Emerging research suggests that implementation of automated computed tomography (CT) protocols may lead to significant efficiencies in radiology workflows.
For the retrospective study, recently published in the American Journal of Roentgenology, researchers reviewed 317,597 CT examinations (mean patient age of 61.8 years) to assess the impact of automated CT protocols on process times and error rates for inpatients, outpatients, and emergency department patients.
The three phases of the study included an initial six-month deployment phase with basic rules for automated protocols, a year-long implementation period that included numerous updates to the automated protocoling rules, and a six-month post-implementation phase, according to the study.
The study authors found that automated CT protocols resulted in 99.9 percent of emergency department (ED) and inpatient CT exams being assigned a protocol within one hour after placement of the CT order in comparison to 75.9 percent of CT exams with manual protocoling.

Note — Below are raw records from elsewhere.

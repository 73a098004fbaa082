//! Ledger CSV loader with encoding and delimiter auto-detection.
//!
//! Produces [`RawRecord`]s only. No coercion happens here; that is the
//! cleaner's job.

use csv::ReaderBuilder;
use std::path::Path;

use crate::error::{InputResult, MalformedInputError};
use crate::models::{RawRecord, REQUIRED_COLUMNS};

/// Result of parsing with metadata
#[derive(Debug, Clone)]
pub struct ParseResult {
    /// Parsed ledger rows
    pub records: Vec<RawRecord>,
    /// Detected encoding
    pub encoding: String,
    /// Detected delimiter
    pub delimiter: char,
    /// Column headers as they appear in the file
    pub headers: Vec<String>,
}

/// Detect the encoding of raw bytes using chardet
pub fn detect_encoding(bytes: &[u8]) -> String {
    let result = chardet::detect(bytes);
    let charset = result.0;

    match charset.to_lowercase().as_str() {
        "" | "ascii" | "utf-8" | "utf8" | "utf-8-sig" => "utf-8".to_string(),
        "iso-8859-1" | "iso-8859-15" | "latin-1" | "latin1" => "iso-8859-1".to_string(),
        "windows-1252" | "cp1252" => "windows-1252".to_string(),
        other => other.to_string(),
    }
}

/// Decode bytes to string using the specified encoding
pub fn decode_content(bytes: &[u8], encoding: &str) -> InputResult<String> {
    let decoded = match encoding.to_lowercase().as_str() {
        "utf-8" | "utf8" | "ascii" => match std::str::from_utf8(bytes) {
            Ok(s) => s.to_string(),
            Err(_) => {
                log::warn!("Input is not valid UTF-8, decoding lossily");
                String::from_utf8_lossy(bytes).into_owned()
            }
        },
        "iso-8859-1" | "latin-1" | "latin1" => {
            encoding_rs::ISO_8859_15.decode(bytes).0.into_owned()
        }
        "windows-1252" | "cp1252" => encoding_rs::WINDOWS_1252.decode(bytes).0.into_owned(),
        label => match encoding_rs::Encoding::for_label(label.as_bytes()) {
            Some(enc) => {
                let (text, _, had_errors) = enc.decode(bytes);
                if had_errors {
                    return Err(MalformedInputError::Encoding {
                        encoding: encoding.to_string(),
                    });
                }
                text.into_owned()
            }
            None => String::from_utf8_lossy(bytes).into_owned(),
        },
    };

    Ok(decoded.trim_start_matches('\u{feff}').to_string())
}

/// Detect the delimiter by counting occurrences in the header line.
/// Ties go to the comma.
pub fn detect_delimiter(content: &str) -> char {
    let first_line = content.lines().next().unwrap_or("");

    let separators = [',', ';', '\t', '|'];
    let mut best_sep = ',';
    let mut best_count = 0;

    for &sep in &separators {
        let count = first_line.matches(sep).count();
        if count > best_count {
            best_count = count;
            best_sep = sep;
        }
    }

    best_sep
}

/// Parse a ledger file with auto-detection of encoding and delimiter.
pub fn parse_csv_file_auto<P: AsRef<Path>>(path: P) -> InputResult<ParseResult> {
    let path = path.as_ref();
    let bytes = std::fs::read(path).map_err(|source| MalformedInputError::Io {
        path: path.to_path_buf(),
        source,
    })?;

    parse_bytes_auto(&bytes)
}

/// Parse ledger bytes with auto-detection of encoding and delimiter.
pub fn parse_bytes_auto(bytes: &[u8]) -> InputResult<ParseResult> {
    let encoding = detect_encoding(bytes);
    let content = decode_content(bytes, &encoding)?;
    let delimiter = detect_delimiter(&content);

    let mut result = parse_str(&content, delimiter)?;
    result.encoding = encoding;
    Ok(result)
}

/// Parse already-decoded CSV text with an explicit delimiter.
///
/// Header names are matched case-insensitively and may appear in any order.
/// Extra columns are ignored; short rows are padded with empty cells.
pub fn parse_str(content: &str, delimiter: char) -> InputResult<ParseResult> {
    let mut reader = ReaderBuilder::new()
        .delimiter(delimiter as u8)
        .flexible(true)
        .from_reader(content.as_bytes());

    let headers: Vec<String> = reader
        .headers()?
        .iter()
        .map(|h| h.trim().to_string())
        .collect();

    if headers.iter().all(|h| h.is_empty()) {
        return Err(MalformedInputError::EmptyFile);
    }

    let index = column_index(&headers)?;

    let mut records = Vec::new();
    for row in reader.records() {
        let row = row?;
        if row.iter().all(|cell| cell.trim().is_empty()) {
            continue;
        }

        let cell = |i: usize| row.get(index[i]).unwrap_or("").to_string();
        records.push(RawRecord {
            account_id: cell(0),
            txn_time: cell(1),
            amount: cell(2),
            txn_type: cell(3),
            description: cell(4),
            city: cell(5),
        });
    }

    if records.is_empty() {
        return Err(MalformedInputError::EmptyFile);
    }

    Ok(ParseResult {
        records,
        encoding: "utf-8".to_string(),
        delimiter,
        headers,
    })
}

/// Position of each required column, in `REQUIRED_COLUMNS` order.
fn column_index(headers: &[String]) -> InputResult<[usize; 6]> {
    let mut index = [0usize; 6];
    let mut missing = Vec::new();

    for (slot, name) in REQUIRED_COLUMNS.iter().enumerate() {
        match headers.iter().position(|h| h.eq_ignore_ascii_case(name)) {
            Some(pos) => index[slot] = pos,
            None => missing.push(name.to_string()),
        }
    }

    if missing.is_empty() {
        Ok(index)
    } else {
        Err(MalformedInputError::MissingColumns(missing))
    }
}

“This difference is crucial because, for ED and inpatient CT examinations at the study institution, the technologist calls for patient transportation only after protocol assignment. … By decreasing the time to examination completion, this rapid protocoling of ED and inpatient examinations using the automated system may also decrease delays in downstream care,” wrote lead study author Ryan Chung, M.D., an instructor of radiology in the Division of Abdominal Radiology in the Department of Radiology at Massachusetts General Hospital in Boston, and colleagues.
The study authors found a greater than 36 percent growth in the overall frequency of automated CT protocols from the initial deployment phase (27.4 percent) to the post-implementation phase (64.6 percent). The researchers also noted 12.1 percent, 22 percent, and 56.8 percent increases in the frequency of automated CT protocols between pilot and post-implementation phases for ED patients (from 53.2 to 65.3 percent), inpatients (from 37.8 to 59.8 percent), and outpatients (from 9 to 65.8 percent) respectively.
The reduction in the use of manual CT protocols can result in significant time savings for radiologists, according to the study authors.
“The system also reduces such non-interpretive tasks by reducing the frequency with which the technologist interrupts the radiologist to promptly provide a missing protocol,” added Chung and colleagues. “Such non-interpretive work can occupy a substantial amount of radiologists’ time.”
Three Key Takeaways
1. Significant efficiency gains. Implementation of automated computed tomography (CT) protocols led to notable efficiencies in radiology workflows. The study found that 99.9 percent of emergency department (ED) and inpatient CT exams were assigned a protocol within one hour after placement of the CT order, compared to 75.9 percent with manual protocoling.
2. Significant increases in automated CT protocol frequency. The study reported a substantial shift towards automated CT protocols, revealing over a 36 percent growth in overall frequency. Specifically, there were noteworthy increases in automated CT protocol frequency of 12.1 percent for emergency department (ED) patients, 22 percent for inpatients, and 56.8 percent for outpatients. This surge in adoption underscores the widespread acceptance and preference for automated protocols, highlighting their role in streamlining radiology workflows and enhancing efficiency.
3. Increased standardization of CT protocols? Automated CT protocols were suggested to facilitate improved standardization in the face of a radiologist shortage and increasing imaging volume. The system reliably enforced rules that incorporated a greater number of patient and order factors, potentially leading to more frequent utilization of specialized protocols and avoiding oversight of important patient factors.
In the midst of a radiologist shortage and increasing imaging volume, the study authors also suggested that the advent of automated CT protocols may facilitate improved standardization.
“Radiologists may miss important patient factors (allergies, renal function) and less readily apparent order details (specific diagnoses or requests) when protocoling high volumes of cases. Radiologists may also develop tendencies to select preferred protocols by default unless identifying one of a small number of exceptions to their patterns,” pointed out Chung and colleagues.
“The automated system reliably enforces rules incorporating a more substantial number of patient and order factors, potentially leading to more frequent utilization of specialized protocols.”
(Editor’s note: For related content, see “Study Finds Non-Contrast CT 30 Percent Less Accurate than CECT for Abdominal Pain in the ER,” “Study Shows Significant Overutilization of Head and Neck CT Angiography in the ER” and “Should Dual-Source CT be the New Standard for ER CCTA Assessment of Acute Chest Pain?”)
In regard to study limitations, the authors conceded that the rules-based approach for automated CT protocoling requires ongoing maintenance to stay on top of complexities in CT ordering and terminology changes that must also be reflected in a given facility’s EHR system. The researchers noted that institution proprietary software was utilized for the automated CT protocoling, which was also modified during the study period to exclude use in children.